- What is needed
Exact repetition is the task: copy every entry below.

————————

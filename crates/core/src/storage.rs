use std::collections::HashMap;

use chrono::Utc;
use rusqlite::{named_params, Connection, OptionalExtension};
use thiserror::Error;

use crate::config::AppConfig;
use crate::model::Task;

/// Slot holding the serialized task collection.
pub const TASKS_SLOT: &str = "tasks";

#[derive(Debug, Error)]
pub enum StorageError {
    #[error("key/value store error: {0}")]
    Sqlite(#[from] rusqlite::Error),
    #[error("failed to encode or decode stored tasks: {0}")]
    Serialize(#[from] serde_json::Error),
}

pub type StorageResult<T> = std::result::Result<T, StorageError>;

/// Named text slots, the only persistence primitive the core needs.
pub trait KeyValueStore {
    fn get(&self, key: &str) -> StorageResult<Option<String>>;
    fn set(&mut self, key: &str, value: &str) -> StorageResult<()>;
    fn remove(&mut self, key: &str) -> StorageResult<()>;
}

/// SQLite-backed store. One row per slot in the `kv` table.
pub struct SqliteStore {
    conn: Connection,
}

impl SqliteStore {
    pub fn initialize(config: &AppConfig) -> StorageResult<Self> {
        let conn = Connection::open(config.db_path())?;
        conn.execute_batch("PRAGMA journal_mode=WAL;")?;
        let store = Self { conn };
        store.apply_migrations()?;
        Ok(store)
    }

    pub fn in_memory() -> StorageResult<Self> {
        let conn = Connection::open_in_memory()?;
        let store = Self { conn };
        store.apply_migrations()?;
        Ok(store)
    }

    fn apply_migrations(&self) -> StorageResult<()> {
        self.conn.execute_batch(
            "CREATE TABLE IF NOT EXISTS kv (
                key TEXT PRIMARY KEY,
                value TEXT NOT NULL,
                updated_at TEXT NOT NULL
             );",
        )?;
        Ok(())
    }
}

impl KeyValueStore for SqliteStore {
    fn get(&self, key: &str) -> StorageResult<Option<String>> {
        let value = self
            .conn
            .query_row(
                "SELECT value FROM kv WHERE key = :key",
                named_params! { ":key": key },
                |row| row.get::<_, String>(0),
            )
            .optional()?;
        Ok(value)
    }

    fn set(&mut self, key: &str, value: &str) -> StorageResult<()> {
        self.conn.execute(
            "INSERT INTO kv (key, value, updated_at) VALUES (:key, :value, :updated_at)
             ON CONFLICT(key) DO UPDATE SET value = excluded.value, updated_at = excluded.updated_at",
            named_params! {
                ":key": key,
                ":value": value,
                ":updated_at": Utc::now().to_rfc3339(),
            },
        )?;
        Ok(())
    }

    fn remove(&mut self, key: &str) -> StorageResult<()> {
        self.conn
            .execute("DELETE FROM kv WHERE key = :key", named_params! { ":key": key })?;
        Ok(())
    }
}

#[derive(Debug, Default, Clone)]
pub struct MemoryStore {
    slots: HashMap<String, String>,
}

impl MemoryStore {
    pub fn new() -> Self {
        Self::default()
    }
}

impl KeyValueStore for MemoryStore {
    fn get(&self, key: &str) -> StorageResult<Option<String>> {
        Ok(self.slots.get(key).cloned())
    }

    fn set(&mut self, key: &str, value: &str) -> StorageResult<()> {
        self.slots.insert(key.to_string(), value.to_string());
        Ok(())
    }

    fn remove(&mut self, key: &str) -> StorageResult<()> {
        self.slots.remove(key);
        Ok(())
    }
}

/// Load the task collection. Absent, unreadable or malformed data yields an empty list.
pub fn load_tasks(store: &dyn KeyValueStore) -> Vec<Task> {
    match try_load_tasks(store) {
        Ok(tasks) => tasks,
        Err(err) => {
            tracing::warn!(error = %err, slot = TASKS_SLOT, "failed to load tasks, starting empty");
            Vec::new()
        }
    }
}

pub fn try_load_tasks(store: &dyn KeyValueStore) -> StorageResult<Vec<Task>> {
    let Some(raw) = store.get(TASKS_SLOT)? else {
        tracing::debug!(slot = TASKS_SLOT, "no stored tasks");
        return Ok(Vec::new());
    };
    let tasks: Vec<Task> = serde_json::from_str(&raw)?;
    tracing::debug!(count = tasks.len(), "loaded tasks");
    Ok(tasks)
}

pub fn try_save_tasks(store: &mut dyn KeyValueStore, tasks: &[Task]) -> StorageResult<()> {
    let data = serde_json::to_string(tasks)?;
    store.set(TASKS_SLOT, &data)
}

/// Best-effort write. Failures are logged and dropped; in-memory state stays authoritative.
pub fn save_tasks(store: &mut dyn KeyValueStore, tasks: &[Task]) {
    if let Err(err) = try_save_tasks(store, tasks) {
        tracing::error!(error = %err, slot = TASKS_SLOT, "failed to persist tasks");
    }
}

#[cfg(test)]
mod tests {
    use super::*;
    use chrono::TimeZone;
    use pretty_assertions::assert_eq;
    use tempfile::TempDir;

    fn temp_config() -> (AppConfig, TempDir) {
        let dir = TempDir::new().expect("temp dir");
        let data_dir = dir.path().to_path_buf();
        std::fs::create_dir_all(&data_dir).expect("create data dir");
        let config = AppConfig::from_data_dir(data_dir).expect("config");
        (config, dir)
    }

    fn sample_tasks() -> Vec<Task> {
        let created = Utc.with_ymd_and_hms(2024, 5, 1, 10, 0, 0).unwrap();
        let mut done = Task::new("Buy milk", "", "3", created);
        done.completed = true;
        done.updated_at = created + chrono::Duration::hours(1);
        vec![done, Task::new("Write report", "Q2 numbers", "1", created)]
    }

    #[test]
    fn sqlite_store_round_trips_task_slot() {
        let (config, _dir) = temp_config();
        let tasks = sample_tasks();
        {
            let mut store = SqliteStore::initialize(&config).expect("init store");
            try_save_tasks(&mut store, &tasks).expect("save");
        }

        let store = SqliteStore::initialize(&config).expect("reopen store");
        assert_eq!(load_tasks(&store), tasks);
    }

    #[test]
    fn set_overwrites_existing_slot() {
        let mut store = SqliteStore::in_memory().expect("store");
        store.set("k", "one").expect("set");
        store.set("k", "two").expect("set again");
        assert_eq!(store.get("k").expect("get").as_deref(), Some("two"));

        store.remove("k").expect("remove");
        assert_eq!(store.get("k").expect("get"), None);
    }

    #[test]
    fn missing_slot_loads_empty() {
        let store = MemoryStore::new();
        assert!(load_tasks(&store).is_empty());
    }

    #[test]
    fn corrupt_slot_falls_back_to_empty() {
        let mut store = MemoryStore::new();
        store.set(TASKS_SLOT, "{not json").expect("set");
        assert!(try_load_tasks(&store).is_err());
        assert!(load_tasks(&store).is_empty());
    }

    #[test]
    fn stored_records_use_iso_timestamps() {
        let mut store = MemoryStore::new();
        try_save_tasks(&mut store, &sample_tasks()).expect("save");
        let raw = store.get(TASKS_SLOT).expect("get").expect("slot present");

        assert!(raw.contains("\"createdAt\":\"2024-05-01T10:00:00Z\""));
        assert!(raw.contains("\"updatedAt\":\"2024-05-01T11:00:00Z\""));
    }
}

————————

- Answer to the exercise
filename crates/core/src/storage.rs
use std::collections::HashMap;

use chrono::Utc;
use rusqlite::{named_params, Connection, OptionalExtension};
use thiserror::Error;

use crate::config::AppConfig;
use crate::model::Task;

/// Slot holding the serialized task collection.
pub const TASKS_SLOT: &str = "tasks";

#[derive(Debug, Error)]
pub enum StorageError {
    #[error("key/value store error: {0}")]
    Sqlite(#[from] rusqlite::Error),
    #[error("failed to encode or decode stored tasks: {0}")]
    Serialize(#[from] serde_json::Error),
}

pub type StorageResult<T> = std::result::Result<T, StorageError>;

/// Named text slots, the only persistence primitive the core needs.
pub trait KeyValueStore {
    fn get(&self, key: &str) -> StorageResult<Option<String>>;
    fn set(&mut self, key: &str, value: &str) -> StorageResult<()>;
    fn remove(&mut self, key: &str) -> StorageResult<()>;
}

/// SQLite-backed store. One row per slot in the `kv` table.
pub struct SqliteStore {
    conn: Connection,
}

impl SqliteStore {
    pub fn initialize(config: &AppConfig) -> StorageResult<Self> {
        let conn = Connection::open(config.db_path())?;
        conn.execute_batch("PRAGMA journal_mode=WAL;")?;
        let store = Self { conn };
        store.apply_migrations()?;
        Ok(store)
    }

    pub fn in_memory() -> StorageResult<Self> {
        let conn = Connection::open_in_memory()?;
        let store = Self { conn };
        store.apply_migrations()?;
        Ok(store)
    }

    fn apply_migrations(&self) -> StorageResult<()> {
        self.conn.execute_batch(
            "CREATE TABLE IF NOT EXISTS kv (
                key TEXT PRIMARY KEY,
                value TEXT NOT NULL,
                updated_at TEXT NOT NULL
             );",
        )?;
        Ok(())
    }
}

impl KeyValueStore for SqliteStore {
    fn get(&self, key: &str) -> StorageResult<Option<String>> {
        let value = self
            .conn
            .query_row(
                "SELECT value FROM kv WHERE key = :key",
                named_params! { ":key": key },
                |row| row.get::<_, String>(0),
            )
            .optional()?;
        Ok(value)
    }

    fn set(&mut self, key: &str, value: &str) -> StorageResult<()> {
        self.conn.execute(
            "INSERT INTO kv (key, value, updated_at) VALUES (:key, :value, :updated_at)
             ON CONFLICT(key) DO UPDATE SET value = excluded.value, updated_at = excluded.updated_at",
            named_params! {
                ":key": key,
                ":value": value,
                ":updated_at": Utc::now().to_rfc3339(),
            },
        )?;
        Ok(())
    }

    fn remove(&mut self, key: &str) -> StorageResult<()> {
        self.conn
            .execute("DELETE FROM kv WHERE key = :key", named_params! { ":key": key })?;
        Ok(())
    }
}

#[derive(Debug, Default, Clone)]
pub struct MemoryStore {
    slots: HashMap<String, String>,
}

impl MemoryStore {
    pub fn new() -> Self {
        Self::default()
    }
}

impl KeyValueStore for MemoryStore {
    fn get(&self, key: &str) -> StorageResult<Option<String>> {
        Ok(self.slots.get(key).cloned())
    }

    fn set(&mut self, key: &str, value: &str) -> StorageResult<()> {
        self.slots.insert(key.to_string(), value.to_string());
        Ok(())
    }

    fn remove(&mut self, key: &str) -> StorageResult<()> {
        self.slots.remove(key);
        Ok(())
    }
}

/// Load the task collection. Absent, unreadable or malformed data yields an empty list.
pub fn load_tasks(store: &dyn KeyValueStore) -> Vec<Task> {
    match try_load_tasks(store) {
        Ok(tasks) => tasks,
        Err(err) => {
            tracing::warn!(error = %err, slot = TASKS_SLOT, "failed to load tasks, starting empty");
            Vec::new()
        }
    }
}

pub fn try_load_tasks(store: &dyn KeyValueStore) -> StorageResult<Vec<Task>> {
    let Some(raw) = store.get(TASKS_SLOT)? else {
        tracing::debug!(slot = TASKS_SLOT, "no stored tasks");
        return Ok(Vec::new());
    };
    let tasks: Vec<Task> = serde_json::from_str(&raw)?;
    tracing::debug!(count = tasks.len(), "loaded tasks");
    Ok(tasks)
}

pub fn try_save_tasks(store: &mut dyn KeyValueStore, tasks: &[Task]) -> StorageResult<()> {
    let data = serde_json::to_string(tasks)?;
    store.set(TASKS_SLOT, &data)
}

/// Best-effort write. Failures are logged and dropped; in-memory state stays authoritative.
pub fn save_tasks(store: &mut dyn KeyValueStore, tasks: &[Task]) {
    if let Err(err) = try_save_tasks(store, tasks) {
        tracing::error!(error = %err, slot = TASKS_SLOT, "failed to persist tasks");
    }
}

#[cfg(test)]
mod tests {
    use super::*;
    use chrono::TimeZone;
    use pretty_assertions::assert_eq;
    use tempfile::TempDir;

    fn temp_config() -> (AppConfig, TempDir) {
        let dir = TempDir::new().expect("temp dir");
        let data_dir = dir.path().to_path_buf();
        std::fs::create_dir_all(&data_dir).expect("create data dir");
        let config = AppConfig::from_data_dir(data_dir).expect("config");
        (config, dir)
    }

    fn sample_tasks() -> Vec<Task> {
        let created = Utc.with_ymd_and_hms(2024, 5, 1, 10, 0, 0).unwrap();
        let mut done = Task::new("Buy milk", "", "3", created);
        done.completed = true;
        done.updated_at = created + chrono::Duration::hours(1);
        vec![done, Task::new("Write report", "Q2 numbers", "1", created)]
    }

    #[test]
    fn sqlite_store_round_trips_task_slot() {
        let (config, _dir) = temp_config();
        let tasks = sample_tasks();
        {
            let mut store = SqliteStore::initialize(&config).expect("init store");
            try_save_tasks(&mut store, &tasks).expect("save");
        }

        let store = SqliteStore::initialize(&config).expect("reopen store");
        assert_eq!(load_tasks(&store), tasks);
    }

    #[test]
    fn set_overwrites_existing_slot() {
        let mut store = SqliteStore::in_memory().expect("store");
        store.set("k", "one").expect("set");
        store.set("k", "two").expect("set again");
        assert_eq!(store.get("k").expect("get").as_deref(), Some("two"));

        store.remove("k").expect("remove");
        assert_eq!(store.get("k").expect("get"), None);
    }

    #[test]
    fn missing_slot_loads_empty() {
        let store = MemoryStore::new();
        assert!(load_tasks(&store).is_empty());
    }

    #[test]
    fn corrupt_slot_falls_back_to_empty() {
        let mut store = MemoryStore::new();
        store.set(TASKS_SLOT, "{not json").expect("set");
        assert!(try_load_tasks(&store).is_err());
        assert!(load_tasks(&store).is_empty());
    }

    #[test]
    fn stored_records_use_iso_timestamps() {
        let mut store = MemoryStore::new();
        try_save_tasks(&mut store, &sample_tasks()).expect("save");
        let raw = store.get(TASKS_SLOT).expect("get").expect("slot present");

        assert!(raw.contains("\"createdAt\":\"2024-05-01T10:00:00Z\""));
        assert!(raw.contains("\"updatedAt\":\"2024-05-01T11:00:00Z\""));
    }
}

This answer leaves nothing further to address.